This is not implemented completely yet. The network test utility - which
was also carried over from the bbgen toolkit - works the "Big Brother"
way. One thing on my agenda is to change that, so the network tester
just reports that the ping of host "foo" responded in 12.7 ms, the ping of
host "bar" failed and so on. Then a module on the Hobbit server can
decide if these should result in a red or yellow status, perhaps based
on other information it has (eg that the response time shouldn't exceed
10 ms during working hours, unless the primary network connection was
down so we were running on a backup line with less capacity).
The core daemons
================
I wanted to have a network daemon holding all of the "current state"
information. This information changes all the time as new status
reports arrive, so it has to keep this in memory - writing it to disk
would be too slow (BB did this, and it doesn't scale). So a core
component of Hobbit would be this central daemon (hobbitd). The daemon
NEVER does any disk I/O; this would slow it down and I don't want that,
because Hobbit must support monitoring of thousands of servers. All
communication between hobbitd and the outside world goes via a network
connection; this is used both for in-band data (status updates and data
messages), but also for out-of-band data like control messages (drop a
host, disable a server and so on). Tools that need to fetch the entire
status of all servers, or just the detailed status of a host also do
this through a network connection to hobbitd.
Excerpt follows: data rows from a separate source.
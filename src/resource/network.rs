// This file is part of the terraform-provider-vra project
//
// Copyright (C) ANEO, 2024-2024. All rights reserved.
//
// Licensed under the Apache License, Version 2.0 (the "License")
// you may not use this file except in compliance with the License.
// You may obtain a copy of the License at
//
//     http://www.apache.org/licenses/LICENSE-2.0
//
// Unless required by applicable law or agreed to in writing, software
// distributed under the License is distributed on an "AS IS" BASIS,
// WITHOUT WARRANTIES OR CONDITIONS OF ANY KIND, either express or implied.
// See the License for the specific language governing permissions and
// limitations under the License.

use async_trait::async_trait;
use serde::{Deserialize, Serialize};

use tf_provider::schema::{Attribute, AttributeConstraint, AttributeType, Block, Description, Schema};
use tf_provider::value::{Value, ValueBool, ValueList, ValueMap, ValueString};
use tf_provider::{map, AttributePath, Diagnostics};

use crate::client::models::{Network, NetworkSpecification, RequestTracker};
use crate::client::ApiClient;
use crate::error::VraError;
use crate::tracker::{wait_for_request, PollConfig};
use crate::utils::{with_id, WithNormalize, WithSchema, WithValidate};

use super::expand::{
    constraints_schema, expand_bool, expand_constraints, expand_custom_properties,
    expand_optional, expand_string, expand_tags, flatten_custom_properties, flatten_tags,
    optional_string, self_link, tags_schema, value_string, ConstraintState, TagsState,
};
use super::{fetch, remove, ResourceKind};

pub(crate) const NETWORKS_PATH: &str = "/iaas/api/networks";
const NETWORK_PREFIX: &str = "/iaas/api/networks/";

#[derive(Debug, Default, Clone, PartialEq, Serialize, Deserialize)]
pub struct NetworkState<'a> {
    pub id: ValueString<'a>,
    pub name: ValueString<'a>,
    pub description: ValueString<'a>,
    pub project_id: ValueString<'a>,
    pub outbound_access: ValueBool,
    pub custom_properties: ValueMap<'a, ValueString<'a>>,
    pub cidr: ValueString<'a>,
    pub external_id: ValueString<'a>,
    pub external_zone_id: ValueString<'a>,
    pub self_link: ValueString<'a>,
    pub organization_id: ValueString<'a>,
    pub owner: ValueString<'a>,
    pub updated_at: ValueString<'a>,
    pub constraints: ValueList<Value<ConstraintState<'a>>>,
    pub tags: TagsState<'a>,
}

with_id!(NetworkState);

impl<'a> WithSchema for NetworkState<'a> {
    fn schema() -> Schema {
        let computed = |description| Attribute {
            attr_type: AttributeType::String,
            description: Description::plain(description),
            constraint: AttributeConstraint::Computed,
            ..Default::default()
        };
        Schema {
            version: 1,
            block: Block {
                version: 1,
                attributes: map! {
                    "id" => computed("Id of the network"),
                    "name" => Attribute {
                        attr_type: AttributeType::String,
                        description: Description::plain("Name of the network"),
                        constraint: AttributeConstraint::Required,
                        ..Default::default()
                    },
                    "description" => Attribute {
                        attr_type: AttributeType::String,
                        description: Description::plain("Description of the network"),
                        constraint: AttributeConstraint::Optional,
                        ..Default::default()
                    },
                    "project_id" => Attribute {
                        attr_type: AttributeType::String,
                        description: Description::plain("Id of the project the network belongs to"),
                        constraint: AttributeConstraint::Required,
                        ..Default::default()
                    },
                    "outbound_access" => Attribute {
                        attr_type: AttributeType::Bool,
                        description: Description::plain("Whether the network can reach the outside world"),
                        constraint: AttributeConstraint::OptionalComputed,
                        ..Default::default()
                    },
                    "custom_properties" => Attribute {
                        attr_type: AttributeType::Map(Box::new(AttributeType::String)),
                        description: Description::plain("Additional properties of the network"),
                        constraint: AttributeConstraint::OptionalComputed,
                        ..Default::default()
                    },
                    "cidr" => computed("Address range of the network"),
                    "external_id" => computed("Id of the network on the cloud provider"),
                    "external_zone_id" => computed("Id of the zone on the cloud provider"),
                    "self_link" => computed("Reference of the network"),
                    "organization_id" => computed("Id of the organization owning the network"),
                    "owner" => computed("Owner of the network"),
                    "updated_at" => computed("Last update date"),
                },
                blocks: map! {
                    "constraints" => constraints_schema(),
                    "tags" => tags_schema("Tags attached to the network"),
                },
                description: Description::plain("Network, created asynchronously"),
                ..Default::default()
            },
        }
    }
}

impl<'a> WithValidate for NetworkState<'a> {
    fn validate(&self, _diags: &mut Diagnostics, _attr_path: AttributePath) {}
}

impl<'a> WithNormalize for NetworkState<'a> {
    fn normalize(&mut self, _diags: &mut Diagnostics) {
        if self.custom_properties.is_null() {
            self.custom_properties = Value::Unknown;
        }
        // Decided by the server when unset
        if self.outbound_access.is_null() {
            self.outbound_access = Value::Unknown;
        }
    }

    fn unknown_computed(&mut self) {
        for value in [
            &mut self.cidr,
            &mut self.external_id,
            &mut self.external_zone_id,
            &mut self.self_link,
            &mut self.organization_id,
            &mut self.owner,
            &mut self.updated_at,
        ] {
            *value = Value::Unknown;
        }
    }
}

#[derive(Debug, Default, Clone)]
pub struct NetworkResource {
    pub poll: PollConfig,
}

#[async_trait]
impl ResourceKind for NetworkResource {
    type State<'a> = NetworkState<'a>;
    const NAME: &'static str = "network";

    async fn create<'a>(
        &self,
        client: &ApiClient,
        state: &mut NetworkState<'a>,
    ) -> Result<(), VraError> {
        let specification = NetworkSpecification {
            name: expand_string(&state.name),
            description: expand_optional(&state.description),
            project_id: expand_string(&state.project_id),
            outbound_access: expand_bool(&state.outbound_access),
            constraints: expand_constraints(&state.constraints),
            tags: expand_tags(&state.tags),
            custom_properties: expand_custom_properties(&state.custom_properties),
        };

        let request: RequestTracker = client.post(NETWORKS_PATH, &specification).await?;
        tracing::info!("network {} requested ({})", specification.name, request.id);

        let networks = wait_for_request(client, &request.id, NETWORK_PREFIX, &self.poll).await?;
        let [id] = networks.as_slice() else {
            return Err(VraError::UnexpectedCount {
                kind: "networks",
                count: networks.len(),
            });
        };

        state.id = value_string(id.as_str());
        self.read(client, state).await
    }

    async fn read<'a>(
        &self,
        client: &ApiClient,
        state: &mut NetworkState<'a>,
    ) -> Result<(), VraError> {
        let Some(network) = fetch::<Network>(client, NETWORKS_PATH, &state.id).await? else {
            state.id = Value::Null;
            return Ok(());
        };

        state.name = optional_string(network.name);
        state.description = optional_string(network.description);
        state.cidr = optional_string(network.cidr);
        state.external_id = optional_string(network.external_id);
        state.external_zone_id = optional_string(network.external_zone_id);
        state.owner = optional_string(network.owner);
        state.organization_id = optional_string(network.org_id);
        state.updated_at = optional_string(network.updated_at);
        state.self_link = optional_string(self_link(&network.links));
        state.outbound_access = match (network.outbound_access, &state.outbound_access) {
            (Some(outbound_access), _) => Value::Value(outbound_access),
            (None, Value::Value(outbound_access)) => Value::Value(*outbound_access),
            (None, _) => Value::Value(false),
        };
        if let Some(project_id) = network.project_id.filter(|id| !id.is_empty()) {
            state.project_id = value_string(project_id);
        }
        state.custom_properties = flatten_custom_properties(&network.custom_properties);
        state.tags = flatten_tags(&network.tags);

        Ok(())
    }

    async fn update<'a>(
        &self,
        _client: &ApiClient,
        _state: &mut NetworkState<'a>,
    ) -> Result<(), VraError> {
        Err(VraError::NotImplemented(Self::NAME))
    }

    async fn delete<'a>(
        &self,
        client: &ApiClient,
        state: &mut NetworkState<'a>,
    ) -> Result<(), VraError> {
        remove(client, NETWORKS_PATH, &state.id).await?;
        state.id = Value::Null;
        Ok(())
    }
}
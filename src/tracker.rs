// This file is part of the terraform-provider-vra project
//
// Copyright (C) ANEO, 2024-2024. All rights reserved.
//
// Licensed under the Apache License, Version 2.0 (the "License")
// you may not use this file except in compliance with the License.
// You may obtain a copy of the License at
//
//     http://www.apache.org/licenses/LICENSE-2.0
//
// Unless required by applicable law or agreed to in writing, software
// distributed under the License is distributed on an "AS IS" BASIS,
// WITHOUT WARRANTIES OR CONDITIONS OF ANY KIND, either express or implied.
// See the License for the specific language governing permissions and
// limitations under the License.

//! Completion of asynchronous requests.
//!
//! Creating a machine, a network or a load balancer only enqueues a request on
//! the server. The request tracker is then polled until it reaches `FINISHED`
//! or `FAILED`.

use std::time::Duration;

use crate::client::{models::RequestTracker, ApiClient};
use crate::error::VraError;
use crate::resource::expand::strip_id;

/// Pacing of the request tracker polling
#[derive(Debug, Clone, Copy, PartialEq, Eq)]
pub struct PollConfig {
    /// Wait before the first poll
    pub delay: Duration,
    /// Wait between two polls
    pub interval: Duration,
    /// Floor applied to `interval`
    pub min_interval: Duration,
    /// Give up after this long
    pub timeout: Duration,
}

impl Default for PollConfig {
    fn default() -> Self {
        Self {
            delay: Duration::from_secs(5),
            interval: Duration::from_secs(5),
            min_interval: Duration::from_secs(3),
            timeout: Duration::from_secs(5 * 60),
        }
    }
}

impl PollConfig {
    fn period(&self) -> Duration {
        self.interval.max(self.min_interval)
    }
}

#[derive(Debug, Clone, PartialEq, Eq)]
pub enum RequestState {
    /// Still running, carries the id to poll next
    Pending(String),
    /// Ids of the resources the request produced
    Finished(Vec<String>),
    /// Message reported by the server
    Failed(String),
}

impl RequestState {
    pub fn from_tracker(tracker: RequestTracker, prefix: &str) -> Result<Self, VraError> {
        match tracker.status.as_str() {
            "INPROGRESS" => Ok(RequestState::Pending(tracker.id)),
            "FINISHED" => Ok(RequestState::Finished(
                tracker
                    .resources
                    .iter()
                    .map(|reference| strip_id(reference, prefix))
                    .collect(),
            )),
            "FAILED" => Ok(RequestState::Failed(tracker.message.unwrap_or_default())),
            status => Err(VraError::UnknownStatus(status.to_owned())),
        }
    }
}

/// Poll the request tracker `id` until the request terminates
///
/// Returns the ids of the created resources, with `prefix` stripped from their
/// references.
pub async fn wait_for_request(
    client: &ApiClient,
    id: &str,
    prefix: &str,
    config: &PollConfig,
) -> Result<Vec<String>, VraError> {
    tokio::time::timeout(config.timeout, poll(client, id, prefix, config))
        .await
        .map_err(|_| VraError::Timeout {
            id: id.to_owned(),
            timeout: config.timeout,
        })?
}

async fn poll(
    client: &ApiClient,
    id: &str,
    prefix: &str,
    config: &PollConfig,
) -> Result<Vec<String>, VraError> {
    tokio::time::sleep(config.delay).await;

    let mut request_id = id.to_owned();
    loop {
        let tracker = client.get_request_tracker(&request_id).await?;
        match RequestState::from_tracker(tracker, prefix)? {
            RequestState::Pending(next) => {
                // Some answers omit the id, keep polling the same request then
                if !next.is_empty() {
                    request_id = next;
                }
                tracing::debug!("request {request_id} still in progress");
            }
            RequestState::Finished(resources) => {
                tracing::info!("request {request_id} finished: {resources:?}");
                return Ok(resources);
            }
            RequestState::Failed(message) => {
                tracing::warn!("request {request_id} failed: {message}");
                return Err(VraError::RequestFailed(message));
            }
        }
        tokio::time::sleep(config.period()).await;
    }
}

#[cfg(test)]
mod tests {
    use std::time::Instant;

    use serde_json::json;
    use wiremock::matchers::{method, path};
    use wiremock::{Mock, MockServer, ResponseTemplate};

    use super::*;

    const MACHINE_PREFIX: &str = "/iaas/api/machines/";

    fn fast() -> PollConfig {
        PollConfig {
            delay: Duration::ZERO,
            interval: Duration::from_millis(50),
            min_interval: Duration::from_millis(10),
            timeout: Duration::from_secs(5),
        }
    }

    async fn tracker(server: &MockServer, body: serde_json::Value, times: Option<u64>) {
        let mock = Mock::given(method("GET"))
            .and(path("/iaas/api/request-tracker/r1"))
            .respond_with(ResponseTemplate::new(200).set_body_json(body));
        match times {
            Some(n) => mock.up_to_n_times(n).expect(n).mount(server).await,
            None => mock.mount(server).await,
        }
    }

    #[test]
    fn status_mapping() {
        let pending = RequestTracker {
            id: String::from("r1"),
            status: String::from("INPROGRESS"),
            ..Default::default()
        };
        assert_eq!(
            RequestState::from_tracker(pending, MACHINE_PREFIX).unwrap(),
            RequestState::Pending(String::from("r1"))
        );

        let finished = RequestTracker {
            id: String::from("r1"),
            status: String::from("FINISHED"),
            resources: vec![String::from("/iaas/api/machines/m1")],
            ..Default::default()
        };
        assert_eq!(
            RequestState::from_tracker(finished, MACHINE_PREFIX).unwrap(),
            RequestState::Finished(vec![String::from("m1")])
        );

        let weird = RequestTracker {
            status: String::from("PAUSED"),
            ..Default::default()
        };
        assert!(matches!(
            RequestState::from_tracker(weird, MACHINE_PREFIX),
            Err(VraError::UnknownStatus(status)) if status == "PAUSED"
        ));
    }

    #[tokio::test]
    async fn finishes_after_two_pending_polls() {
        let server = MockServer::start().await;
        tracker(&server, json!({"id": "r1", "status": "INPROGRESS"}), Some(2)).await;
        tracker(
            &server,
            json!({"id": "r1", "status": "FINISHED", "resources": ["/iaas/api/machines/m1"]}),
            None,
        )
        .await;

        let client = ApiClient::with_token(&server.uri(), "token", false).unwrap();
        let config = fast();
        let start = Instant::now();
        let resources = wait_for_request(&client, "r1", MACHINE_PREFIX, &config)
            .await
            .unwrap();

        assert_eq!(resources, vec![String::from("m1")]);
        assert!(start.elapsed() >= config.interval * 2);
    }

    #[tokio::test]
    async fn pending_answer_without_id_keeps_polling_the_request() {
        let server = MockServer::start().await;
        tracker(&server, json!({"status": "INPROGRESS"}), Some(1)).await;
        tracker(
            &server,
            json!({"id": "r1", "status": "FINISHED", "resources": ["/iaas/api/machines/m1"]}),
            None,
        )
        .await;

        let client = ApiClient::with_token(&server.uri(), "token", false).unwrap();
        let resources = wait_for_request(&client, "r1", MACHINE_PREFIX, &fast())
            .await
            .unwrap();
        assert_eq!(resources, vec![String::from("m1")]);
    }

    #[tokio::test]
    async fn failure_carries_server_message() {
        let server = MockServer::start().await;
        tracker(
            &server,
            json!({"id": "r1", "status": "FAILED", "message": "quota exceeded"}),
            None,
        )
        .await;

        let client = ApiClient::with_token(&server.uri(), "token", false).unwrap();
        let err = wait_for_request(&client, "r1", MACHINE_PREFIX, &fast())
            .await
            .unwrap_err();
        assert!(matches!(err, VraError::RequestFailed(_)));
        assert!(err.to_string().contains("quota exceeded"));
    }

    #[tokio::test]
    async fn gives_up_after_timeout() {
        let server = MockServer::start().await;
        tracker(&server, json!({"id": "r1", "status": "INPROGRESS"}), None).await;

        let client = ApiClient::with_token(&server.uri(), "token", false).unwrap();
        let config = PollConfig {
            timeout: Duration::from_millis(200),
            interval: Duration::from_millis(20),
            ..fast()
        };
        let err = wait_for_request(&client, "r1", MACHINE_PREFIX, &config)
            .await
            .unwrap_err();
        assert!(matches!(err, VraError::Timeout { ref id, .. } if id == "r1"));
    }

    #[test]
    fn interval_has_a_floor() {
        let config = PollConfig {
            interval: Duration::from_millis(1),
            min_interval: Duration::from_millis(30),
            ..fast()
        };
        assert_eq!(config.period(), Duration::from_millis(30));
    }
}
However, some things must be stored on disk - RRD (graph) files, for
instance, or historical eventlogs. So this is handled by a bunch of
independant "worker" modules - hobbitd_rrd (RRD updates),
hobbitd_history (history logs), hobbitd_alert (sending out alerts).
These obviously have to be fed information about the data that flows
into the hobbitd daemon - e.g. hobbitd_rrd needs the full status message
to extract the data it puts into the RRD files, and hobbitd_history
needs information about the status changes from green->red and so on.
So I needed a fast inter-process communication mechanism between hobbitd
and the worker modules. Also, I wanted to be able to start/stop/restart
worker modules on-the-fly; this is extremely nice for testing and makes
the system much more robust. Finally, I wanted an interface that was
simple to use so that end-users can hook into the data stream if they
need to write some custom back-end script. The solution for this was
a mechanism that uses the System V "shared memory" IPC mechanism,
combined with a group of semaphores to control access to the shared
memory area. So hobbitd copies a message into the shared memory area
and up's a semaphore telling the workers that there is a new message.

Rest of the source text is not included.